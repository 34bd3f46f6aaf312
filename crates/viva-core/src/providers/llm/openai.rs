use super::{LlmClient, LlmResponse};
use async_trait::async_trait;
use serde_json::json;

pub const DEFAULT_ENDPOINT: &str = "https://api.openai.com/v1/chat/completions";

pub struct OpenAIClient {
    pub model: String,
    pub api_key: String,
    pub temperature: f32,
    pub max_tokens: u32,
    pub endpoint: String,
    pub client: reqwest::Client,
}

impl OpenAIClient {
    pub fn new(model: String, api_key: String, temperature: f32, max_tokens: u32) -> Self {
        Self {
            model,
            api_key,
            temperature,
            max_tokens,
            endpoint: DEFAULT_ENDPOINT.to_string(),
            client: reqwest::Client::new(),
        }
    }

    pub fn with_endpoint(mut self, endpoint: impl Into<String>) -> Self {
        self.endpoint = endpoint.into();
        self
    }
}

#[async_trait]
impl LlmClient for OpenAIClient {
    async fn complete(&self, prompt: &str) -> anyhow::Result<LlmResponse> {
        let body = json!({
            "model": self.model,
            "messages": [{ "role": "user", "content": prompt }],
            "temperature": self.temperature,
            "max_tokens": self.max_tokens,
        });

        let resp = self
            .client
            .post(&self.endpoint)
            .header("Authorization", format!("Bearer {}", self.api_key))
            .header("Content-Type", "application/json")
            .json(&body)
            .send()
            .await?;

        let status = resp.status();
        if status == reqwest::StatusCode::TOO_MANY_REQUESTS {
            anyhow::bail!("OpenAI chat API rate limited (429)");
        }
        if !status.is_success() {
            let error_text = resp.text().await.unwrap_or_default();
            anyhow::bail!("OpenAI chat API error ({}): {}", status, error_text);
        }

        let json: serde_json::Value = resp.json().await?;

        let text = json
            .pointer("/choices/0/message/content")
            .and_then(|v| v.as_str())
            .ok_or_else(|| anyhow::anyhow!("OpenAI API response missing content"))?
            .to_string();

        Ok(LlmResponse {
            text,
            provider: "openai".to_string(),
            model: self.model.clone(),
        })
    }

    fn provider_name(&self) -> &'static str {
        "openai"
    }
}
use clap::Parser;
use tracing_subscriber::{fmt, EnvFilter};

mod cli;

use cli::args::Cli;
use cli::commands::{dispatch, exit_codes};

fn init_logging() {
    let level = std::env::var("VIVA_LOG").unwrap_or_else(|_| "info".to_string());
    let filter = EnvFilter::try_new(&level).unwrap_or_else(|_| EnvFilter::new("info"));

    // stdout carries command output; logs go to stderr.
    fmt()
        .with_env_filter(filter)
        .json()
        .with_timer(fmt::time::UtcTime::rfc_3339())
        .with_target(true)
        .with_current_span(false)
        .with_span_list(false)
        .with_writer(std::io::stderr)
        .init();
}

#[tokio::main(flavor = "multi_thread")]
async fn main() {
    let cli = Cli::parse();
    init_logging();

    let code = match dispatch(cli).await {
        Ok(code) => code,
        Err(e) => {
            eprintln!("fatal: {e:?}");
            exit_codes::CONFIG_ERROR
        }
    };
    std::process::exit(code);
}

* _What to work on_: Pull every line containing "status" out of the entries.

* _Answer area_:
        let status = resp.status();
        if status == reqwest::StatusCode::TOO_MANY_REQUESTS {
        if !status.is_success() {
            anyhow::bail!("OpenAI chat API error ({}): {}", status, error_text);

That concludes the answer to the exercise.